Saturday, January 14, 2012

Torture device in disguise

The bane of agency existence is meeting after meeting after meeting. They always drag on forever.

Fortunately the agency I'm working at now has found a unique solution to the problem.

Torture chairs.

I always used to make fun of the black, cushy, faux-leather, Mad Men looking chairs around agency conference tables. That was until I planted myself in one of these hard, cold, badly designed little torture devices.

Cushy faux leather chairs, I take it all back.

These are bar none the world's most uncomfortable chairs. It's like some junior high kid taking metal shop saw an empty tin can and thought, "You know what, I could make a chair out of this."

Every time I have to sit in one for a meeting, all I think about is how much money the government could save on water, plywood and Guns 'N Roses cd's at Gitmo if they just shipped a few of these bad boys down there.

One good thing can be said for them: once a meeting starts, there's none of the usual chit-chat or preamble. Everyone gets right down to business. No one wants to be sitting in them a second longer than they have to.

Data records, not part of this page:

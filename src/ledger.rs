//! The append-only reward ledger. Every point or currency movement is one
//! `point_transaction` row; `record` is the only writer and it also applies
//! the delta to the denormalized `user.total_points` counter, inside the
//! transaction the caller already holds. Corrections are new offsetting rows.

use futures::future::join_all;
use log::debug;
use sqlx::{Sqlite, SqlitePool, Transaction};

use crate::error::LessonError;
use crate::model::LedgerRow;
use crate::schema::{LeaderboardEntry, LedgerEntry};

#[derive(Debug, Clone, Copy, PartialEq, Eq)]
pub enum LedgerReason {
    AssignmentGraded,
    ArkaningGame,
    FlipperMatch,
    NewsArticleTap,
    MarketplacePurchase,
    BadgeBonus,
    ManualAdjustment,
}

impl LedgerReason {
    pub fn as_str(&self) -> &'static str {
        match self {
            LedgerReason::AssignmentGraded => "ASSIGNMENT_GRADED",
            LedgerReason::ArkaningGame => "ARKANING_GAME",
            LedgerReason::FlipperMatch => "FLIPPER_MATCH",
            LedgerReason::NewsArticleTap => "NEWS_ARTICLE_TAP",
            LedgerReason::MarketplacePurchase => "MARKETPLACE_PURCHASE",
            LedgerReason::BadgeBonus => "BADGE_BONUS",
            LedgerReason::ManualAdjustment => "MANUAL_ADJUSTMENT",
        }
    }
}

/// Appends one ledger row and bumps the user counter by the same amount.
/// Takes the open transaction on purpose: a ledger write outside of one
/// could leave the counter and the ledger sum diverged.
pub async fn record(
    tx: &mut Transaction<'_, Sqlite>,
    user_id: i64,
    assignment_id: Option<i64>,
    points: i64,
    amount_euro: f64,
    reason: LedgerReason,
    note: Option<&str>,
    now: i64,
) -> Result<i64, LessonError> {
    let updated = sqlx::query("UPDATE user SET total_points = total_points + ? WHERE id = ?")
        .bind(points)
        .bind(user_id)
        .execute(&mut **tx)
        .await?;
    if updated.rows_affected() != 1 {
        return Err(LessonError::not_found(format!("user {} was not found", user_id)));
    }

    let result = sqlx::query(
        r#"
        INSERT INTO point_transaction(user_id, assignment_id, points, amount_euro, reason, note, created_at)
        VALUES (?,?,?,?,?,?,?)
        "#,
    )
    .bind(user_id)
    .bind(assignment_id)
    .bind(points)
    .bind(amount_euro)
    .bind(reason.as_str())
    .bind(note)
    .bind(now)
    .execute(&mut **tx)
    .await?;

    debug!(
        "ledger: user {} {} {:+} points / {:+.2} euro",
        user_id,
        reason.as_str(),
        points,
        amount_euro
    );
    Ok(result.last_insert_rowid())
}

pub async fn points_sum_for_user(db: &SqlitePool, user_id: i64) -> Result<i64, LessonError> {
    let sum: Option<i64> =
        sqlx::query_scalar("SELECT SUM(points) FROM point_transaction WHERE user_id = ?")
            .bind(user_id)
            .fetch_one(db)
            .await?;
    Ok(sum.unwrap_or(0))
}

pub async fn list_for_user(
    db: &SqlitePool,
    user_id: i64,
    limit: i64,
) -> Result<Vec<LedgerEntry>, LessonError> {
    let rows = sqlx::query_as::<_, LedgerRow>(
        "SELECT * FROM point_transaction WHERE user_id = ? ORDER BY id DESC LIMIT ?",
    )
    .bind(user_id)
    .bind(limit)
    .fetch_all(db)
    .await?;

    Ok(rows
        .into_iter()
        .map(|r| LedgerEntry {
            id: r.id,
            user_id: r.user_id,
            assignment_id: r.assignment_id,
            points: r.points,
            amount_euro: r.amount_euro,
            reason: r.reason,
            note: r.note,
            created_at: r.created_at,
        })
        .collect())
}

/// Whether an entry with this reason was already posted for the assignment.
pub async fn exists_for_assignment(
    con: &mut sqlx::SqliteConnection,
    assignment_id: i64,
    reason: LedgerReason,
) -> Result<bool, LessonError> {
    let count: i64 = sqlx::query_scalar(
        "SELECT COUNT(*) FROM point_transaction WHERE assignment_id = ? AND reason = ?",
    )
    .bind(assignment_id)
    .bind(reason.as_str())
    .fetch_one(con)
    .await?;
    Ok(count > 0)
}

pub async fn euro_sum_for_user_by_reason(
    con: &mut sqlx::SqliteConnection,
    user_id: i64,
    reason: LedgerReason,
) -> Result<f64, LessonError> {
    let sum: Option<f64> = sqlx::query_scalar(
        "SELECT SUM(amount_euro) FROM point_transaction WHERE user_id = ? AND reason = ?",
    )
    .bind(user_id)
    .bind(reason.as_str())
    .fetch_one(con)
    .await?;
    Ok(sum.unwrap_or(0.0))
}

/// Students ranked by their point total, savings fetched alongside.
pub async fn leaderboard(db: &SqlitePool, limit: i64) -> Result<Vec<LeaderboardEntry>, LessonError> {
    let rows = sqlx::query_as::<_, crate::model::UserRow>(
        "SELECT * FROM user WHERE role = 'STUDENT' ORDER BY total_points DESC, id ASC LIMIT ?",
    )
    .bind(limit)
    .fetch_all(db)
    .await?;

    let entries = join_all(rows.into_iter().map(|user| async move {
        let mut con = db.acquire().await?;
        let savings = crate::marketplace::available_savings(&mut con, user.id).await?;
        Ok::<LeaderboardEntry, LessonError>(LeaderboardEntry {
            user_id: user.id,
            name: user.name,
            total_points: user.total_points,
            savings,
        })
    }))
    .await;

    entries.into_iter().collect()
}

It is entertaining to watch everyone constantly shifting position to try and get - not comfortable, because that's the impossible dream - but to a place that won't require a chiropractor or orthopedic surgery afterwards.

In spite of the chairs, almost every one who calls a meeting here thinks it's been a successful and productive one.

Maybe that's because they're all standing room only.

Friday, January 13, 2012

Saving me from myself

No doubt about it. Sometimes, more often than I'd care to admit, I'm my own worst enemy.

Fortunately I have friends, good friends, who don't hesitate to roll their eyes, shake their heads and take action to save me from my impulsive ways.

I worked for this creative director at Chiat years ago. The operative words in that sentence are "years ago." And he was a miserable person who made my life and everyone else's he came in contact with miserable. For some reason, this individual was taking up way too much brain space with me yesterday. So I did what I almost always do when that happens.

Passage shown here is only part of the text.